Days 8-9: did day hikes around Aujuittuq, including a hike to small remnants of a glacier immediately north of the hamlet; this ice is the main water source for Aujuittuq and the people who live there; we also hiked to a still active but small glacier to the east of town, which is accessed first via a short drive (~4 km) and then a 1 hour hike; for several of the students this was the first time in their lives they experienced a glacier in person! also our first group hikes over moraine-covered ground, which can be tricky; everyone did well on the hike, and this prepared us for our extended remote travel on the following days

Days 10-12: we loaded Terry’s boat with gear, along with our other bear guide Ben and Biguous-the-bear-dog; after about an hour of boat travel into Grise Fiord we landed at a large beach formed by a delta that sits at the mouth of what is now a small stream; we setup camp and did a short hike to the top of the delta complex, which has likely been elevated by isostatic rebound (we found fragments of sea shells up to the top of the delta, which was well above modern and likely ancient sea level); the next morning we packed up heavy packs, boated to the northern end of the delta to avoid a wet stream crossing, and hiked up to our final destination – the terminus of a small outlet glacier; although the hike was not particularly long, much of it was within a rocky stream valley, so going to was slow to keep ankles safe!

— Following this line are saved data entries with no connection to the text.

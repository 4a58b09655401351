//! Error taxonomy for the estimation core.
//!
//! Only structural problems are errors: empty input, misaligned assets,
//! invalid parameters, or a request over the resample budget. Insufficient
//! data for a fit and degenerate sub-results are reported inside the result
//! types instead.

use thiserror::Error;

use crate::series::SeriesError;

#[derive(Debug, Clone, PartialEq, Error)]
pub enum EstimationError {
    #[error("empty input: {0}")]
    EmptyInput(&'static str),

    #[error("insufficient data: need at least {required} observations, got {actual}")]
    InsufficientData { required: usize, actual: usize },

    #[error("no overlap between return assets {assets:?} and weighted assets {weights:?}")]
    NoOverlap {
        assets: Vec<String>,
        weights: Vec<String>,
    },

    #[error("weights of the overlapping assets sum to zero")]
    DegenerateWeights,

    #[error("invalid parameter `{name}`: {reason}")]
    InvalidParameter { name: &'static str, reason: String },

    #[error(
        "resource limit: {windows} windows x {n_resamples} resamples exceeds the budget of {budget}"
    )]
    ResourceLimit {
        windows: usize,
        n_resamples: usize,
        budget: u64,
    },

    #[error(transparent)]
    Series(#[from] SeriesError),
}

impl EstimationError {
    pub(crate) fn invalid(name: &'static str, reason: impl Into<String>) -> Self {
        Self::InvalidParameter {
            name,
            reason: reason.into(),
        }
    }
}
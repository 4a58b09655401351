//! CSV import price source.
//!
//! Layout: `{dir}/{SYMBOL}.csv` with a `date,close` header. Empty close cells
//! are read as missing (`NaN`). Rows must be in ascending date order.

use super::provider::{DataError, DataSource, PriceSource};
use crate::series::TimeSeries;
use chrono::NaiveDate;
use serde::{Deserialize, Serialize};
use std::path::{Path, PathBuf};

#[derive(Debug, Serialize, Deserialize)]
struct CloseRecord {
    date: NaiveDate,
    close: Option<f64>,
}

/// Reads closing prices from per-symbol CSV files.
#[derive(Debug, Clone)]
pub struct CsvPriceSource {
    dir: PathBuf,
}

impl CsvPriceSource {
    pub fn new(dir: impl Into<PathBuf>) -> Self {
        Self { dir: dir.into() }
    }

    pub fn dir(&self) -> &Path {
        &self.dir
    }

    /// Path for a symbol: `{dir}/{SYMBOL}.csv`.
    pub fn path_for(&self, symbol: &str) -> PathBuf {
        self.dir.join(format!("{}.csv", symbol.to_uppercase()))
    }
}

impl PriceSource for CsvPriceSource {
    fn name(&self) -> &str {
        "csv_import"
    }

    fn kind(&self) -> DataSource {
        DataSource::CsvImport
    }

    fn fetch_close(
        &self,
        symbol: &str,
        start: NaiveDate,
        end: NaiveDate,
    ) -> Result<TimeSeries, DataError> {
        let path = self.path_for(symbol);
        if !path.exists() {
            return Err(DataError::SymbolNotFound {
                symbol: symbol.to_string(),
            });
        }
        let series = read_prices_csv(&path, symbol)?.between(start, end);
        if series.is_empty() {
            return Err(DataError::Unavailable {
                provider: self.name().into(),
                reason: format!("{} has no rows between {start} and {end}", path.display()),
            });
        }
        Ok(series)
    }
}

/// Read a `date,close` CSV into a series named `name`.
pub fn read_prices_csv(path: &Path, name: &str) -> Result<TimeSeries, DataError> {
    let mut reader = csv::Reader::from_path(path)?;
    let mut points = Vec::new();
    for record in reader.deserialize() {
        let record: CloseRecord = record?;
        points.push((record.date, record.close.unwrap_or(f64::NAN)));
    }
    Ok(TimeSeries::from_pairs(name, points)?)
}

/// Write a series as a `date,close` CSV, creating parent directories.
/// Missing values are written as empty cells.
pub fn write_prices_csv(path: &Path, series: &TimeSeries) -> Result<(), DataError> {
    if let Some(parent) = path.parent() {
        std::fs::create_dir_all(parent)?;
    }
    let mut writer = csv::Writer::from_path(path)?;
    for (date, value) in series.iter() {
        writer.serialize(CloseRecord {
            date,
            close: (!value.is_nan()).then_some(value),
        })?;
    }
    writer.flush()?;
    Ok(())
}
//! ValueLab Runner — analysis orchestration, configuration, reports.
//!
//! This crate builds on `valuelab-core` to provide:
//! - TOML configuration with defaults and BLAKE3 fingerprinting
//! - Price loading with source/synthetic fallback
//! - One-call analysis producing a full valuation and risk report
//! - JSON, CSV and Markdown export

pub mod analysis;
pub mod config;
pub mod data_loader;
pub mod export;

pub use analysis::{
    run_analysis, wealth_index, AnalysisError, AnalysisReport, ReportSeries, SCHEMA_VERSION,
};
pub use config::{AnalysisConfig, ConfigError, Fingerprint, PriceSourceKind};
pub use data_loader::{
    build_macro_source, build_price_source, generate_synthetic_prices, load_prices, LoadError,
    LoadOptions, LoadedData,
};
pub use export::{generate_report, save_artifacts};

We had a fantastic day and hope to revisit this site in the future – incredible geology along the way and access to the base of this frozen-based glacier; the following day we had to catch the mid-day tide to be able to get the boat off the beach and head back to Aujuittuq; it took a bit of pushing and digging, but we finally got back in the water while the tide was high; on the way back we stopped to see an ancient polar bear trap made from boulders (we saw lots of smaller versions of this type of trap in Alexander Fiord during our 2018 expedition)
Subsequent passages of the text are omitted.